Stored data entries:
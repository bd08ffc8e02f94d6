//! Response customization for HTTP handlers.
//!
//! The http transport attaches a [`ResponseContext`] to every request as an
//! extension. Handlers record headers and a status code on it through
//! [`HttpServerApi`], and the transport applies them to the response the
//! handler returns.

use std::collections::BTreeMap;
use std::sync::Arc;

use async_trait::async_trait;
use axum::response::Response;
use http::header::{HeaderName, HeaderValue};
use http::StatusCode;
use keel_core::definition::ExternalFeatureEntry;
use keel_core::{Attribute, Definitions, ServiceKind};
use parking_lot::Mutex;
use serde::Deserialize;

use crate::api::ApiSet;
use crate::plugin::feature::HTTP_FEATURE_NAME;
use crate::plugin::{
    CanBeInitializedOptions, Feature, FeatureEntry, FeatureSettings, InitializeOptions,
};

// ---------------------------------------------------------------------------
// ResponseContext
// ---------------------------------------------------------------------------

#[derive(Debug, Default)]
struct ResponseChanges {
    headers: Vec<(String, String)>,
    status: Option<u16>,
}

/// Per-request response changes recorded by a handler.
#[derive(Debug, Clone, Default)]
pub struct ResponseContext(Arc<Mutex<ResponseChanges>>);

impl ResponseContext {
    /// Applies the recorded changes to `response`. Invalid header names,
    /// values or status codes are skipped.
    pub fn apply(&self, response: &mut Response) {
        let changes = std::mem::take(&mut *self.0.lock());

        for (key, value) in changes.headers {
            if let (Ok(name), Ok(value)) = (
                HeaderName::try_from(key.as_str()),
                HeaderValue::try_from(value.as_str()),
            ) {
                response.headers_mut().append(name, value);
            }
        }

        if let Some(status) = changes.status.and_then(|code| StatusCode::from_u16(code).ok()) {
            *response.status_mut() = status;
        }
    }
}

/// Lets handlers adjust the response of the current request.
pub trait HttpServerApi: Send + Sync {
    /// Appends a response header. Repeated keys keep every value.
    fn add_response_header(&self, ctx: &ResponseContext, key: &str, value: &str);

    /// Overrides the default `200 OK` status.
    fn set_response_code(&self, ctx: &ResponseContext, code: u16);
}

// ---------------------------------------------------------------------------
// HttpFeature
// ---------------------------------------------------------------------------

/// `[features.keel-http]` block.
#[derive(Debug, Clone, Default, Deserialize)]
#[serde(default)]
pub struct HttpFeatureDefinitions {
    /// Headers added to every response.
    pub headers: BTreeMap<String, String>,
}

impl ExternalFeatureEntry for HttpFeatureDefinitions {
    fn enabled(&self) -> bool {
        true
    }

    fn validate(&self) -> anyhow::Result<()> {
        for (key, value) in &self.headers {
            HeaderName::try_from(key.as_str())
                .map_err(|e| anyhow::anyhow!("invalid header name '{key}': {e}"))?;
            HeaderValue::try_from(value.as_str())
                .map_err(|e| anyhow::anyhow!("invalid value for header '{key}': {e}"))?;
        }
        Ok(())
    }

    fn as_any(&self) -> &dyn std::any::Any {
        self
    }
}

/// Enabled for services running the `http` transport.
pub struct HttpFeature {
    entry: FeatureEntry,
    definitions: Mutex<HttpFeatureDefinitions>,
}

impl HttpFeature {
    #[must_use]
    pub fn new() -> Self {
        Self {
            entry: FeatureEntry::new(HTTP_FEATURE_NAME),
            definitions: Mutex::new(HttpFeatureDefinitions::default()),
        }
    }

    /// Headers configured for every response.
    #[must_use]
    pub fn default_headers(&self) -> BTreeMap<String, String> {
        self.definitions.lock().headers.clone()
    }
}

impl Default for HttpFeature {
    fn default() -> Self {
        Self::new()
    }
}

/// Records changes on the request's [`ResponseContext`].
#[derive(Debug, Clone, Copy, Default)]
pub struct ResponseWriter;

impl HttpServerApi for ResponseWriter {
    fn add_response_header(&self, ctx: &ResponseContext, key: &str, value: &str) {
        ctx.0.lock().headers.push((key.to_string(), value.to_string()));
    }

    fn set_response_code(&self, ctx: &ResponseContext, code: u16) {
        ctx.0.lock().status = Some(code);
    }
}

#[async_trait]
impl Feature for HttpFeature {
    fn entry(&self) -> &FeatureEntry {
        &self.entry
    }

    fn can_be_initialized(&self, options: &CanBeInitializedOptions<'_>) -> bool {
        options.definitions.is_service_type(&ServiceKind::HTTP)
    }

    async fn initialize(&self, options: &InitializeOptions) -> anyhow::Result<()> {
        let definitions = options
            .definitions
            .external_feature_definitions(HTTP_FEATURE_NAME)
            .ok()
            .and_then(|entry| entry.as_any().downcast_ref::<HttpFeatureDefinitions>().cloned())
            .unwrap_or_default();
        *self.definitions.lock() = definitions;
        Ok(())
    }

    fn fields(&self) -> Vec<Attribute> {
        let headers = self.definitions.lock().headers.len();
        vec![Attribute::uint("http.default_headers", headers as u64)]
    }

    fn service_api(&self) -> Option<ApiSet> {
        Some(ApiSet::new().with::<dyn HttpServerApi>(Arc::new(ResponseWriter)))
    }

    fn settings(&self) -> Option<&dyn FeatureSettings> {
        Some(self)
    }
}

impl FeatureSettings for HttpFeature {
    fn definitions(&self, definitions: &Definitions) -> anyhow::Result<Arc<dyn ExternalFeatureEntry>> {
        let block: HttpFeatureDefinitions = definitions.decode_feature_block(HTTP_FEATURE_NAME)?;
        Ok(Arc::new(block))
    }
}

#[cfg(test)]
mod tests {
    use axum::response::IntoResponse;

    use super::*;

    #[test]
    fn recorded_changes_are_applied() {
        let ctx = ResponseContext::default();
        ResponseWriter.add_response_header(&ctx, "x-order-id", "42");
        ResponseWriter.add_response_header(&ctx, "bad header", "ignored");
        ResponseWriter.set_response_code(&ctx, 201);

        let mut response = "ok".into_response();
        ctx.apply(&mut response);

        assert_eq!(response.status(), StatusCode::CREATED);
        assert_eq!(response.headers()["x-order-id"], "42");
        assert_eq!(response.headers().len(), 2);
    }

    #[test]
    fn untouched_context_keeps_response() {
        let ctx = ResponseContext::default();
        let mut response = "ok".into_response();
        ctx.apply(&mut response);
        assert_eq!(response.status(), StatusCode::OK);
    }

    #[test]
    fn enabled_only_for_http_services() {
        let mut defs = Definitions::default();
        defs.types = vec!["worker".into()];
        let feature = HttpFeature::new();
        let can = |defs: &Definitions| {
            feature.can_be_initialized(&CanBeInitializedOptions {
                deployment_env: keel_core::ServiceDeploy::Local,
                definitions: defs,
            })
        };
        assert!(!can(&defs));

        defs.types.push("http:8081".into());
        assert!(can(&defs));
    }

    #[test]
    fn settings_block_is_validated() {
        let mut defs: Definitions = r#"
            [features.keel-http.headers]
            "x-frame-options" = "DENY"
        "#
        .parse()
        .unwrap();

        let entry = HttpFeature::new().definitions(&defs).unwrap();
        entry.validate().unwrap();

        defs.features = toml::from_str(
            r#"
            [keel-http.headers]
            "bad header" = "x"
            "#,
        )
        .unwrap();
        let entry = HttpFeature::new().definitions(&defs).unwrap();
        assert!(entry.validate().is_err());
    }
}
//! Request-scoped context.
//!
//! Transports serve each request inside [`scope`] with a snapshot of the
//! request extensions. Code running on behalf of that request, such as the
//! logger extractor or the panic recovery hook, reads it back with
//! [`current`].

use std::future::Future;

use http::Extensions;

tokio::task_local! {
    static CURRENT: Extensions;
}

/// Runs `fut` with `ctx` as the current request context.
pub async fn scope<F: Future>(ctx: Extensions, fut: F) -> F::Output {
    CURRENT.scope(ctx, fut).await
}

/// The context of the request being served. Empty outside of one.
#[must_use]
pub fn current() -> Extensions {
    CURRENT.try_with(Clone::clone).unwrap_or_default()
}
fn default_headers(options: &ServiceOptions) -> HeaderMap {
    let mut headers = HeaderMap::new();
    let Some(feature) = options.features.get_as::<HttpFeature>(HTTP_FEATURE_NAME) else {
        return headers;
    };
    if !feature.entry().is_enabled() {
        return headers;
    }
    for (key, value) in feature.default_headers() {
        if let (Ok(name), Ok(value)) = (HeaderName::try_from(key), HeaderValue::try_from(value)) {
            headers.append(name, value);
        }
    }
    headers
}

#[async_trait]
impl Service for HttpService {
    fn name(&self) -> &str {
        ServiceKind::HTTP.as_str()
    }

    fn info(&self) -> Vec<Attribute> {
        let mut info = vec![Attribute::string("service.mode", ServiceKind::HTTP.as_str())];
        if let Some(prepared) = self.prepared.lock().as_ref() {
            info.push(Attribute::uint("service.port", u64::from(prepared.local_addr.port())));
            if let Some(path) = &prepared.settings.base_path {
                info.push(Attribute::string("service.base_path", path.clone()));
            }
            info.push(Attribute::bool("service.http_auth", prepared.authenticator.is_some()));
        }
        info
    }

    async fn initialize(&self, options: ServiceOptions) -> anyhow::Result<()> {
        options.roles.require::<dyn HttpApi>()?;

        let settings = options
            .definitions
            .external_service_definitions(ServiceKind::HTTP.as_str())
            .ok()
            .and_then(|entry| entry.as_any().downcast_ref::<HttpServiceDefinitions>().cloned())
            .unwrap_or_default();

        let request_id_header = HeaderName::try_from(options.env.tracker_header_name())?;
        let tracker = options
            .features
            .framework_api::<dyn Tracker>(TRACKER_FEATURE_NAME)
            .unwrap_or_else(|| Arc::new(UuidTracker));
        let cors = match options.features.framework_api::<dyn CorsHandler>(HTTP_CORS_FEATURE_NAME) {
            Some(handler) if !settings.disable_cors => {
                cors_layer(handler.as_ref(), settings.cors_strict, options.logger.as_ref())?
            }
            _ => None,
        };

        let tracer = options.features.framework_api::<dyn Tracer>(TRACING_FEATURE_NAME);
        let recovery = options.features.framework_api::<dyn Recovery>(PANIC_RECOVERY_FEATURE_NAME);

        let test_mode = options.service_context.deployment == ServiceDeploy::Test;
        let authenticator = if settings.disable_auth || test_mode {
            None
        } else {
            options
                .features
                .framework_api::<dyn HttpAuthenticator>(HTTP_AUTH_FEATURE_NAME)
        };
        if authenticator.is_some() {
            options.logger.info("using authenticated HTTP endpoints", &[]);
        }

        let listener = TcpListener::bind(SocketAddr::from(([0, 0, 0, 0], options.port))).await?;
        let local_addr = listener.local_addr()?;

        *self.prepared.lock() = Some(Prepared {
            listener: Some(listener),
            local_addr,
            settings,
            service_name: options.service_name.clone(),
            logger: Arc::clone(&options.logger),
            request_id_header,
            tracker,
            tracer,
            authenticator,
            recovery,
            cors,
            default_headers: default_headers(&options),
        });
        *self.shutdown.lock() = CancellationToken::new();
        Ok(())
    }

    async fn run(&self, handler: Arc<dyn ServiceHandler>) -> anyhow::Result<()> {
        let api = handler::roles(&handler)
            .get::<dyn HttpApi>()
            .ok_or_else(|| anyhow::anyhow!("service object does not implement HttpApi"))?;

        let (listener, router) = {
            let mut guard = self.prepared.lock();
            let prepared = guard
                .as_mut()
                .ok_or_else(|| anyhow::anyhow!("http service was not initialized"))?;
            let listener = prepared
                .listener
                .take()
                .ok_or_else(|| anyhow::anyhow!("http service is already running"))?;
            (listener, build_router(api.routes(), prepared))
        };

        let shutdown = self.shutdown.lock().clone();
        axum::serve(listener, router)
            .with_graceful_shutdown(shutdown.cancelled_owned())
            .await?;
        Ok(())
    }

    async fn stop(&self) -> anyhow::Result<()> {
        self.shutdown.lock().cancel();
        Ok(())
    }

    fn settings(&self) -> Option<&dyn ServiceSettings> {
        Some(self)
    }
}

impl ServiceSettings for HttpService {
    fn definitions(&self, definitions: &Definitions) -> anyhow::Result<Arc<dyn ExternalServiceEntry>> {
        let settings: HttpServiceDefinitions = match definitions.service_block(&ServiceKind::HTTP) {
            Some(block) => toml::Value::Table(block.clone()).try_into()?,
            None => HttpServiceDefinitions::default(),
        };
        Ok(Arc::new(settings))
    }
}

#[cfg(test)]
mod tests {
    use super::*;
    use crate::behavior::CorsOptions;
    use crate::logger::Logger;

    #[test]
    fn settings_are_read_from_services_block() {
        let defs: Definitions = r#"
            [services.http]
            base_path = "/orders"
            request_timeout_secs = 5
        "#
        .parse()
        .unwrap();

        let entry = HttpService::new().definitions(&defs).unwrap();
        entry.validate().unwrap();
        let settings = entry.as_any().downcast_ref::<HttpServiceDefinitions>().unwrap();
        assert_eq!(settings.base_path.as_deref(), Some("/orders"));
        assert_eq!(settings.request_timeout_secs, 5);
    }

    #[test]
    fn missing_block_uses_defaults() {
        let entry = HttpService::new().definitions(&Definitions::default()).unwrap();
        let settings = entry.as_any().downcast_ref::<HttpServiceDefinitions>().unwrap();
        assert_eq!(settings.request_timeout_secs, DEFAULT_REQUEST_TIMEOUT_SECS);
        assert!(!settings.disable_cors);
        assert!(settings.cors_strict);
        assert!(!settings.disable_auth);
        assert!(!settings.disable_panic_recovery);
    }

    struct WildcardCredentials;

    impl CorsHandler for WildcardCredentials {
        fn cors(&self) -> CorsOptions {
            CorsOptions {
                allowed_origins: vec!["*".into()],
                allow_credentials: true,
                ..CorsOptions::default()
            }
        }
    }

    #[test]
    fn invalid_cors_fails_only_in_strict_mode() {
        let logger = Logger::discard();

        let err = cors_layer(&WildcardCredentials, true, &logger).unwrap_err();
        assert!(err.to_string().contains("wildcard origin"), "{err}");

        assert!(cors_layer(&WildcardCredentials, false, &logger).unwrap().is_none());
    }

    #[test]
    fn panic_payloads_become_messages() {
        assert_eq!(panic_message(&"stock exploded"), "stock exploded");
        assert_eq!(panic_message(&String::from("owned")), "owned");
        assert_eq!(panic_message(&42_u8), "unknown panic");
    }

    #[test]
    fn relative_base_path_is_rejected() {
        let settings = HttpServiceDefinitions {
            base_path: Some("orders".into()),
            ..HttpServiceDefinitions::default()
        };
        assert!(settings.validate().is_err());
    }

    #[tokio::test]
    async fn run_requires_initialization() {
        struct Routes;
        impl HttpApi for Routes {
            fn routes(&self) -> Router {
                Router::new()
            }
        }
        impl ServiceHandler for Routes {
            fn expose(self: Arc<Self>, roles: &mut crate::api::ApiSet) {
                roles.insert::<dyn HttpApi>(self);
            }
        }

        let err = HttpService::new().run(Arc::new(Routes)).await.unwrap_err();
        assert!(err.to_string().contains("not initialized"));
    }
}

**WORK ORDER:**
Return all lines from the entries that contain the string "serde".

**ANSWER SECTION:**
use serde::Deserialize;
#[serde(default)]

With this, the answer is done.